Besonders beunruhigend sind die persönlichen Attacken von Staatsoberhäuptern und Regierungschefs auf Medien und ihre Repräsentanten. Das gilt etwa für US-Präsident Donald Trump, der mindestens acht Journalistinnen und Journalisten namentlich angriff, und für Brasiliens Präsident Jair Bolsonaro, der die Medien intensiver bekämpft als die Pandemie. In Weißrussland steht ein investigativer Onlinejournalist vor Gericht, weil er die offiziellen Coronazahlen angezweifelt und die Strategie von Präsident Lukaschenko kritisiert hat. In Nicaragua behindert die Regierung von Präsident Ortega eine unabhängige Berichterstattung als Flankenschutz für die amtliche Desinformationskampagne, die den Grad der Gefahr im Lande verschleiern soll.

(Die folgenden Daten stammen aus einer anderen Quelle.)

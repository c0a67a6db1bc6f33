// Backend collaborator trait
//
// The orchestration cluster is reached through WorkflowService. The gateway
// constructs exactly one implementation at start-up and shares it read-only
// (Arc<dyn WorkflowService>) across all concurrent requests:
// - HttpWorkflowService in the gateway crate talks to the real backend
// - InMemoryWorkflowService in `memory` scripts responses for tests

use async_trait::async_trait;
use serde_json::Value;
use std::fmt;

use crate::error::RpcError;
use crate::execution::{
    HistoryPage, HistoryRequest, ListNamespacesRequest, NamespacePage, QueryListRequest,
    QueryRequest, TaskQueueDescription, TaskQueueDescriptor, TimeRangeListRequest,
    WorkflowExecution, WorkflowPage,
};

/// Result type for backend calls
pub type RpcResult<T> = std::result::Result<T, RpcError>;

/// Per-request credential forwarded to the backend.
///
/// Authentication itself is external; an absent token means the request is
/// forwarded anonymously.
#[derive(Clone, Default, PartialEq, Eq)]
pub struct AccessContext {
    pub access_token: Option<String>,
}

impl AccessContext {
    pub fn anonymous() -> Self {
        Self::default()
    }

    pub fn with_token(token: impl Into<String>) -> Self {
        Self {
            access_token: Some(token.into()),
        }
    }
}

// Never print the credential
impl fmt::Debug for AccessContext {
    fn fmt(&self, f: &mut fmt::Formatter<'_>) -> fmt::Result {
        f.debug_struct("AccessContext")
            .field("access_token", &self.access_token.as_ref().map(|_| "***"))
            .finish()
    }
}

/// Operations the gateway needs from the orchestration backend
#[async_trait]
pub trait WorkflowService: Send + Sync {
    async fn list_namespaces(
        &self,
        ctx: &AccessContext,
        request: ListNamespacesRequest,
    ) -> RpcResult<NamespacePage>;

    async fn describe_namespace(&self, ctx: &AccessContext, namespace: &str) -> RpcResult<Value>;

    async fn list_open_workflows(
        &self,
        ctx: &AccessContext,
        request: TimeRangeListRequest,
    ) -> RpcResult<WorkflowPage>;

    async fn list_closed_workflows(
        &self,
        ctx: &AccessContext,
        request: TimeRangeListRequest,
    ) -> RpcResult<WorkflowPage>;

    /// List executions matching a free-form visibility query
    async fn list_workflows(
        &self,
        ctx: &AccessContext,
        request: QueryListRequest,
    ) -> RpcResult<WorkflowPage>;

    async fn list_archived_workflows(
        &self,
        ctx: &AccessContext,
        request: QueryListRequest,
    ) -> RpcResult<WorkflowPage>;

    async fn get_history(
        &self,
        ctx: &AccessContext,
        request: HistoryRequest,
    ) -> RpcResult<HistoryPage>;

    /// Page through history for a full export
    async fn export_history(
        &self,
        ctx: &AccessContext,
        request: HistoryRequest,
    ) -> RpcResult<HistoryPage> {
        self.get_history(ctx, request).await
    }

    async fn query_workflow(&self, ctx: &AccessContext, request: QueryRequest)
        -> RpcResult<Value>;

    async fn terminate_workflow(
        &self,
        ctx: &AccessContext,
        execution: &WorkflowExecution,
        reason: Option<String>,
    ) -> RpcResult<Value>;

    async fn signal_workflow(
        &self,
        ctx: &AccessContext,
        execution: &WorkflowExecution,
        signal_name: &str,
    ) -> RpcResult<Value>;

    async fn describe_workflow(
        &self,
        ctx: &AccessContext,
        execution: &WorkflowExecution,
    ) -> RpcResult<Value>;

    async fn describe_task_queue(
        &self,
        ctx: &AccessContext,
        queue: &TaskQueueDescriptor,
    ) -> RpcResult<TaskQueueDescription>;

    async fn get_cluster_info(&self, ctx: &AccessContext) -> RpcResult<Value>;
}

#[cfg(test)]
mod tests {
    use super::*;

    #[test]
    fn test_access_context_debug_hides_token() {
        let ctx = AccessContext::with_token("secret-token");
        let printed = format!("{:?}", ctx);
        assert!(!printed.contains("secret-token"));
        assert!(printed.contains("***"));
    }
}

Umso wichtiger ist es, auch auf die Medienschaffenden aufmerksam zu machen, die sich in der Coronakrise in besonderem Maß für eine freie Berichterstattung eingesetzt haben – oft gegen den Willen autoritärer Regierungen. RoG publiziert eine exemplarische – und keineswegs vollständige – Liste mit 30 Journalisten, Whistleblowern, Medien und Vereinigungen, die mutig und hartnäckig über die Pandemie berichten. Rund ein Drittel der in der Liste vorgestellten Medienschaffenden und Initiativen kommen aus Asien, sechs aus Europa und Zentral­asien, die anderen aus Afrika, Nord- und Südamerika und dem Nahen Osten. Sie tragen damit insbesondere in autoritär regierten Ländern dazu bei, die Bevölkerung vor weiteren Ansteckungen zu schützen. Häufig berichten sie dabei auch über Materialengpässe oder Mängel im Gesundheitswesen, die Regierungen lieber geheim halten würden. Stellvertretend für viele stehen die afghanische TV-Reporterin Anisseh Shahid und die serbische Onlinejournalistin Ana Lalić, die wegen ihrer Berichte über chaotische Verhältnisse in serbischen Krankenhäusern kurzzeitig verhaftet war.